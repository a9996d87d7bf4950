//! Pre-built Test Fixtures
//!
//! Ready-to-use records shaped the way the backend returns them.

use chrono::{DateTime, NaiveDate, TimeZone, Utc};
use rust_decimal_macros::dec;
use serde_json::{json, Value};

use core_kernel::{ClaimId, DocumentId, PolicyId, Role, UserId};
use domain_claims::{Claim, ClaimDocument, ClaimOption, ClaimStatus, ClaimType};
use domain_policy::{Policy, PolicyStatus, PolicyType};
use domain_users::{User, UserStatus};

use crate::builders::{TestClaimBuilder, TestPolicyBuilder, TestUserBuilder};

/// Fixture for identifiers
pub struct IdFixtures;

impl IdFixtures {
    pub fn claim_id() -> ClaimId {
        ClaimId::new("65a1f0c2e4b0a1b2c3d4e5f6")
    }

    pub fn document_id() -> DocumentId {
        DocumentId::new("65a1f0c2e4b0a1b2c3d4e5d0")
    }

    pub fn employee_id() -> UserId {
        UserId::new("64ff00aa11bb22cc33dd44ee")
    }

    pub fn policy_id() -> PolicyId {
        PolicyId::new("64ee11ff22aa33bb44cc55dd")
    }
}

/// Fixture for timestamps
pub struct TemporalFixtures;

impl TemporalFixtures {
    /// When fixture claims were lodged
    pub fn created_at() -> DateTime<Utc> {
        Utc.with_ymd_and_hms(2024, 3, 12, 9, 30, 0).unwrap()
    }

    pub fn policy_start() -> NaiveDate {
        NaiveDate::from_ymd_opt(2024, 1, 1).unwrap()
    }

    pub fn policy_end() -> NaiveDate {
        NaiveDate::from_ymd_opt(2024, 12, 31).unwrap()
    }
}

/// Fixture for claims at each workflow stage
pub struct ClaimFixtures;

impl ClaimFixtures {
    /// A vehicle accident claim of Rs 1000 waiting for HR
    pub fn awaiting_hr() -> Claim {
        TestClaimBuilder::new()
            .with_type(ClaimType::Vehicle, ClaimOption::Accident)
            .with_requested(dec!(1000))
            .with_status(ClaimStatus::Hr)
            .build()
    }

    /// A hospitalization claim waiting for the insurer
    pub fn with_insurer() -> Claim {
        TestClaimBuilder::new()
            .with_id(ClaimId::new("65a1f0c2e4b0a1b2c3d4e5f7"))
            .with_requested(dec!(25000))
            .with_status(ClaimStatus::Insurer)
            .with_breakdown("Room charges", dec!(20000))
            .with_breakdown("Medicine", dec!(5000))
            .build()
    }

    /// A draft with one uploaded document
    pub fn draft_with_document() -> Claim {
        let mut claim = TestClaimBuilder::new()
            .with_id(ClaimId::new("65a1f0c2e4b0a1b2c3d4e5f8"))
            .with_status(ClaimStatus::Draft)
            .build();
        claim.documents.push(ClaimDocument {
            id: IdFixtures::document_id(),
            name: "medical-bill.pdf".to_string(),
            content_type: Some("application/pdf".to_string()),
            uploaded_at: Some(TemporalFixtures::created_at()),
        });
        claim
    }
}

/// Fixture for users
pub struct UserFixtures;

impl UserFixtures {
    pub fn employee() -> User {
        TestUserBuilder::new().build()
    }

    pub fn hr_officer() -> User {
        TestUserBuilder::new()
            .with_id(UserId::new("64ff00aa11bb22cc33dd44ef"))
            .with_name("Dilani", "Fernando")
            .with_role(Role::HrOfficer)
            .build()
    }

    pub fn suspended_agent() -> User {
        TestUserBuilder::new()
            .with_id(UserId::new("64ff00aa11bb22cc33dd44f0"))
            .with_name("Ruwan", "Jayasinghe")
            .with_role(Role::InsuranceAgent)
            .with_status(UserStatus::Suspended)
            .build()
    }
}

/// Fixture for policies
pub struct PolicyFixtures;

impl PolicyFixtures {
    pub fn active_life() -> Policy {
        TestPolicyBuilder::new().build()
    }

    pub fn pending_vehicle() -> Policy {
        TestPolicyBuilder::new()
            .with_id(PolicyId::new("64ee11ff22aa33bb44cc55de"))
            .with_type(PolicyType::Vehicle)
            .with_status(PolicyStatus::Pending)
            .build()
    }
}

/// Wraps a payload in the backend's success envelope
pub fn envelope(data: Value) -> Value {
    json!({ "success": true, "data": data })
}

/// Serializes a record and wraps it in the success envelope
pub fn envelope_of<T: serde::Serialize>(data: &T) -> Value {
    envelope(serde_json::to_value(data).expect("fixture serializes"))
}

****************************************

The problem: Would you transcribe every entry exactly, leaving nothing out?

Worked solution:
repository a9996d87d7bf4950
//! Pre-built Test Fixtures
//!
//! Ready-to-use records shaped the way the backend returns them.

use chrono::{DateTime, NaiveDate, TimeZone, Utc};
use rust_decimal_macros::dec;
use serde_json::{json, Value};

use core_kernel::{ClaimId, DocumentId, PolicyId, Role, UserId};
use domain_claims::{Claim, ClaimDocument, ClaimOption, ClaimStatus, ClaimType};
use domain_policy::{Policy, PolicyStatus, PolicyType};
use domain_users::{User, UserStatus};

use crate::builders::{TestClaimBuilder, TestPolicyBuilder, TestUserBuilder};

/// Fixture for identifiers
pub struct IdFixtures;

impl IdFixtures {
    pub fn claim_id() -> ClaimId {
        ClaimId::new("65a1f0c2e4b0a1b2c3d4e5f6")
    }

    pub fn document_id() -> DocumentId {
        DocumentId::new("65a1f0c2e4b0a1b2c3d4e5d0")
    }

    pub fn employee_id() -> UserId {
        UserId::new("64ff00aa11bb22cc33dd44ee")
    }

    pub fn policy_id() -> PolicyId {
        PolicyId::new("64ee11ff22aa33bb44cc55dd")
    }
}

/// Fixture for timestamps
pub struct TemporalFixtures;

impl TemporalFixtures {
    /// When fixture claims were lodged
    pub fn created_at() -> DateTime<Utc> {
        Utc.with_ymd_and_hms(2024, 3, 12, 9, 30, 0).unwrap()
    }

    pub fn policy_start() -> NaiveDate {
        NaiveDate::from_ymd_opt(2024, 1, 1).unwrap()
    }

    pub fn policy_end() -> NaiveDate {
        NaiveDate::from_ymd_opt(2024, 12, 31).unwrap()
    }
}

/// Fixture for claims at each workflow stage
pub struct ClaimFixtures;

impl ClaimFixtures {
    /// A vehicle accident claim of Rs 1000 waiting for HR
    pub fn awaiting_hr() -> Claim {
        TestClaimBuilder::new()
            .with_type(ClaimType::Vehicle, ClaimOption::Accident)
            .with_requested(dec!(1000))
            .with_status(ClaimStatus::Hr)
            .build()
    }

    /// A hospitalization claim waiting for the insurer
    pub fn with_insurer() -> Claim {
        TestClaimBuilder::new()
            .with_id(ClaimId::new("65a1f0c2e4b0a1b2c3d4e5f7"))
            .with_requested(dec!(25000))
            .with_status(ClaimStatus::Insurer)
            .with_breakdown("Room charges", dec!(20000))
            .with_breakdown("Medicine", dec!(5000))
            .build()
    }

    /// A draft with one uploaded document
    pub fn draft_with_document() -> Claim {
        let mut claim = TestClaimBuilder::new()
            .with_id(ClaimId::new("65a1f0c2e4b0a1b2c3d4e5f8"))
            .with_status(ClaimStatus::Draft)
            .build();
        claim.documents.push(ClaimDocument {
            id: IdFixtures::document_id(),
            name: "medical-bill.pdf".to_string(),
            content_type: Some("application/pdf".to_string()),
            uploaded_at: Some(TemporalFixtures::created_at()),
        });
        claim
    }
}

/// Fixture for users
pub struct UserFixtures;

impl UserFixtures {
    pub fn employee() -> User {
        TestUserBuilder::new().build()
    }

    pub fn hr_officer() -> User {
        TestUserBuilder::new()
            .with_id(UserId::new("64ff00aa11bb22cc33dd44ef"))
            .with_name("Dilani", "Fernando")
            .with_role(Role::HrOfficer)
            .build()
    }

    pub fn suspended_agent() -> User {
        TestUserBuilder::new()
            .with_id(UserId::new("64ff00aa11bb22cc33dd44f0"))
            .with_name("Ruwan", "Jayasinghe")
            .with_role(Role::InsuranceAgent)
            .with_status(UserStatus::Suspended)
            .build()
    }
}

/// Fixture for policies
pub struct PolicyFixtures;

impl PolicyFixtures {
    pub fn active_life() -> Policy {
        TestPolicyBuilder::new().build()
    }

    pub fn pending_vehicle() -> Policy {
        TestPolicyBuilder::new()
            .with_id(PolicyId::new("64ee11ff22aa33bb44cc55de"))
            .with_type(PolicyType::Vehicle)
            .with_status(PolicyStatus::Pending)
            .build()
    }
}

/// Wraps a payload in the backend's success envelope
pub fn envelope(data: Value) -> Value {
    json!({ "success": true, "data": data })
}

/// Serializes a record and wraps it in the success envelope
pub fn envelope_of<T: serde::Serialize>(data: &T) -> Value {
    envelope(serde_json::to_value(data).expect("fixture serializes"))
}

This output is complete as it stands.